Семен Семеныч пожал плечами. Ему хотелось сказать, что это не конец, а начало истории, но он решил промолчать. А Эсэсовке хотелось сказать, что ей не только дом нужен, но она тоже решила промолчать.
– Тогда на хера тебе это все надо? – спросила она. – Зачем пришел?
И Семен Семеныч ответил так, что у Доры екнуло сердце, словно именно этих слов она и ждала всю жизнь:
– Должен же кто-то патроны подавать.
Эсэсовка только усмехнулась в ответ и сменила позу, закинув левую ногу на правую.
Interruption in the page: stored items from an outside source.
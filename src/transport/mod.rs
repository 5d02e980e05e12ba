// ABOUTME: HTTP transport seam between the OSLC client logic and the network.
// ABOUTME: Defines Request/Response values and the Transport trait plus its wrappers.

mod error;
mod fault;
mod http;
mod retry;

pub use error::{TransportError, TransportErrorKind};
pub use fault::{Fault, FaultInjector, FaultRule};
pub use http::{HttpSettings, HttpTransport, jts_url};
pub use retry::{RetryPolicy, RetryingTransport};

use async_trait::async_trait;
use bytes::Bytes;
use serde::de::DeserializeOwned;
use std::borrow::Cow;
use std::fmt;
use std::sync::Arc;

use crate::oslc::vocab::{header, media};

/// HTTP methods used against the RM server.
#[derive(Debug, Clone, Copy, PartialEq, Eq, Hash)]
pub enum Method {
    Get,
    Post,
    Put,
    Delete,
}

impl fmt::Display for Method {
    fn fmt(&self, f: &mut fmt::Formatter<'_>) -> fmt::Result {
        let name = match self {
            Method::Get => "GET",
            Method::Post => "POST",
            Method::Put => "PUT",
            Method::Delete => "DELETE",
        };
        f.write_str(name)
    }
}

/// An outgoing request. Header names compare case-insensitively.
#[derive(Debug, Clone)]
pub struct Request {
    pub method: Method,
    pub url: String,
    pub headers: Vec<(String, String)>,
    pub body: Option<Bytes>,
}

impl Request {
    pub fn new(method: Method, url: impl Into<String>) -> Self {
        Self {
            method,
            url: url.into(),
            headers: Vec::new(),
            body: None,
        }
    }

    pub fn get(url: impl Into<String>) -> Self {
        Self::new(Method::Get, url)
    }

    pub fn post(url: impl Into<String>) -> Self {
        Self::new(Method::Post, url)
    }

    pub fn put(url: impl Into<String>) -> Self {
        Self::new(Method::Put, url)
    }

    pub fn delete(url: impl Into<String>) -> Self {
        Self::new(Method::Delete, url)
    }

    /// Set a header, replacing any existing value with the same name.
    pub fn header(mut self, name: impl Into<String>, value: impl Into<String>) -> Self {
        let name = name.into();
        self.headers.retain(|(n, _)| !n.eq_ignore_ascii_case(&name));
        self.headers.push((name, value.into()));
        self
    }

    pub fn without_header(mut self, name: &str) -> Self {
        self.headers.retain(|(n, _)| !n.eq_ignore_ascii_case(name));
        self
    }

    pub fn accept(self, media_type: &str) -> Self {
        self.header(header::ACCEPT, media_type)
    }

    pub fn content_type(self, media_type: &str) -> Self {
        self.header(header::CONTENT_TYPE, media_type)
    }

    /// `OSLC-Core-Version: 2.0`.
    pub fn oslc(self) -> Self {
        self.header(header::OSLC_CORE_VERSION, header::OSLC_CORE_VERSION_2)
    }

    /// `Configuration-Context: <configuration>`.
    pub fn configuration_context(self, configuration: &str) -> Self {
        self.header(header::CONFIGURATION_CONTEXT, configuration)
    }

    pub fn body(mut self, body: impl Into<Bytes>) -> Self {
        self.body = Some(body.into());
        self
    }

    /// RDF/XML body with matching content type.
    pub fn rdf_xml(self, xml: String) -> Self {
        self.content_type(media::RDF_XML).body(xml)
    }

    pub fn header_value(&self, name: &str) -> Option<&str> {
        lookup(&self.headers, name)
    }
}

/// A response with its body fully read.
#[derive(Debug, Clone)]
pub struct Response {
    pub status: u16,
    pub headers: Vec<(String, String)>,
    pub body: Bytes,
}

impl Response {
    pub fn new(status: u16) -> Self {
        Self {
            status,
            headers: Vec::new(),
            body: Bytes::new(),
        }
    }

    pub fn with_header(mut self, name: impl Into<String>, value: impl Into<String>) -> Self {
        self.headers.push((name.into(), value.into()));
        self
    }

    pub fn with_body(mut self, body: impl Into<Bytes>) -> Self {
        self.body = body.into();
        self
    }

    pub fn header(&self, name: &str) -> Option<&str> {
        lookup(&self.headers, name)
    }

    pub fn location(&self) -> Option<&str> {
        self.header(header::LOCATION)
    }

    pub fn content_type(&self) -> Option<&str> {
        self.header(header::CONTENT_TYPE)
    }

    pub fn text(&self) -> Cow<'_, str> {
        String::from_utf8_lossy(&self.body)
    }

    pub fn json<T: DeserializeOwned>(&self) -> Result<T, serde_json::Error> {
        serde_json::from_slice(&self.body)
    }

    pub fn is_server_error(&self) -> bool {
        (500..600).contains(&self.status)
    }
}

fn lookup<'a>(headers: &'a [(String, String)], name: &str) -> Option<&'a str> {
    headers
        .iter()
        .find(|(n, _)| n.eq_ignore_ascii_case(name))
        .map(|(_, v)| v.as_str())
}

/// Sends requests to the RM server on behalf of one authenticated user.
///
/// Implementations own connection and session state. Status codes are never
/// errors at this layer; only failing to obtain a response is.
#[async_trait]
pub trait Transport: Send + Sync {
    async fn send(&self, request: Request) -> Result<Response, TransportError>;

    /// RM application root, e.g. `https://clm.example.com:9443/rm`, without trailing slash.
    fn base_url(&self) -> &str;
}

#[async_trait]
impl<T: Transport + ?Sized> Transport for Arc<T> {
    async fn send(&self, request: Request) -> Result<Response, TransportError> {
        (**self).send(request).await
    }

    fn base_url(&self) -> &str {
        (**self).base_url()
    }
}
// ABOUTME: Transport error types with SNAFU pattern.
// ABOUTME: Distinguishes connection, protocol, authentication and injected failures.

use snafu::Snafu;

use super::Method;

/// Failure to obtain a response from the server.
#[derive(Debug, Snafu)]
#[snafu(visibility(pub))]
pub enum TransportError {
    #[snafu(display("failed to build HTTP client: {source}"))]
    Client { source: reqwest::Error },

    #[snafu(display("invalid server url '{url}': {message}"))]
    InvalidUrl { url: String, message: String },

    #[snafu(display("{method} {url} failed: {source}"))]
    Send {
        method: Method,
        url: String,
        source: reqwest::Error,
    },

    #[snafu(display("failed to read response body from {url}: {source}"))]
    Body { url: String, source: reqwest::Error },

    #[snafu(display("authentication failed for user '{user}' at {url}"))]
    Authentication { user: String, url: String },

    #[snafu(display("simulated transport failure for {method} {url}"))]
    Simulated { method: Method, url: String },
}

/// Error kind for programmatic handling.
#[derive(Debug, Clone, Copy, PartialEq, Eq)]
pub enum TransportErrorKind {
    /// The HTTP client could not be configured.
    Setup,
    /// Connecting, sending or reading failed.
    Connection,
    /// The server rejected the credentials.
    Authentication,
    /// A fault injected on purpose.
    Simulated,
}

impl TransportError {
    /// Returns the error kind for programmatic handling.
    pub fn kind(&self) -> TransportErrorKind {
        match self {
            TransportError::Client { .. } | TransportError::InvalidUrl { .. } => {
                TransportErrorKind::Setup
            }
            TransportError::Send { .. } | TransportError::Body { .. } => {
                TransportErrorKind::Connection
            }
            TransportError::Authentication { .. } => TransportErrorKind::Authentication,
            TransportError::Simulated { .. } => TransportErrorKind::Simulated,
        }
    }

    /// Whether trying the same request again could succeed.
    pub fn is_transient(&self) -> bool {
        match self {
            TransportError::Send { source, .. } | TransportError::Body { source, .. } => {
                source.is_timeout() || source.is_connect() || source.is_request()
            }
            _ => false,
        }
    }
}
Мишу Мезенцева терпели в детдоме только потому, что в школе-интернате для умственно отсталых детей не было свободных мест. В каждом классе он сидел по два года. Его никто не любил. Он был маленьким, тощим и косоглазым. У него были огромные выпирающие зубы, из-за которых рот его никогда не закрывался. Старшие ребята частенько били его. Справиться с ними Миша не мог, а потому вымещал обиду на малышах. Загонял какую-нибудь маленькую девчонку в угол, валил на пол и кусал. Жертва орала и мочилась в трусы от страха и отвращения, а Миша – от злости и отчаяния. На крик сбегались воспитатели, Мишу оттаскивали от жертвы и запирали в кладовке, где он иногда и засыпал среди ведер и метел, измученный и обессиленный.